Problem requirements:
Return the records exactly as they are.

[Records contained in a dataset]
○ ○ ○ ○ ○
//! # Schema Layer
//!
//! Traits, compositions, and the composer that turns an ordered trait list
//! into an immutable [`TypeDescriptor`].
//!
//! Entity "types" are not compiled: they are assembled at runtime from an
//! ordered list of named traits, each contributing property keys, views, and
//! behavior overrides. The [`TraitRegistry`] holds the process-wide table of
//! trait definitions and declared compositions; [`compose`] is the pure,
//! deterministic linearization step.

pub mod property;
pub mod trait_def;
pub mod descriptor;
pub mod compose;
pub mod registry;

use serde::{Deserialize, Serialize};

pub use property::PropertyKey;
pub use trait_def::{TraitBuilder, TraitDefinition, ViewSpec};
pub use descriptor::{ShadowedKey, TypeDescriptor};
pub use compose::compose;
pub use registry::{TraitRegistry, TypeComposition};

/// Whether a composed type describes nodes or relationships.
#[derive(Debug, Clone, Copy, PartialEq, Eq, Hash, Serialize, Deserialize)]
pub enum EntityKind {
    Node,
    Relationship,
}

impl EntityKind {
    pub fn label(&self) -> &'static str {
        match self {
            EntityKind::Node => "node",
            EntityKind::Relationship => "relationship",
        }
    }
}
○ ○ ○ ○ ○
Output for this exercise:
//! # Schema Layer
//!
//! Traits, compositions, and the composer that turns an ordered trait list
//! into an immutable [`TypeDescriptor`].
//!
//! Entity "types" are not compiled: they are assembled at runtime from an
//! ordered list of named traits, each contributing property keys, views, and
//! behavior overrides. The [`TraitRegistry`] holds the process-wide table of
//! trait definitions and declared compositions; [`compose`] is the pure,
//! deterministic linearization step.

pub mod property;
pub mod trait_def;
pub mod descriptor;
pub mod compose;
pub mod registry;

use serde::{Deserialize, Serialize};

pub use property::PropertyKey;
pub use trait_def::{TraitBuilder, TraitDefinition, ViewSpec};
pub use descriptor::{ShadowedKey, TypeDescriptor};
pub use compose::compose;
pub use registry::{TraitRegistry, TypeComposition};

/// Whether a composed type describes nodes or relationships.
#[derive(Debug, Clone, Copy, PartialEq, Eq, Hash, Serialize, Deserialize)]
pub enum EntityKind {
    Node,
    Relationship,
}

impl EntityKind {
    pub fn label(&self) -> &'static str {
        match self {
            EntityKind::Node => "node",
            EntityKind::Relationship => "relationship",
        }
    }
}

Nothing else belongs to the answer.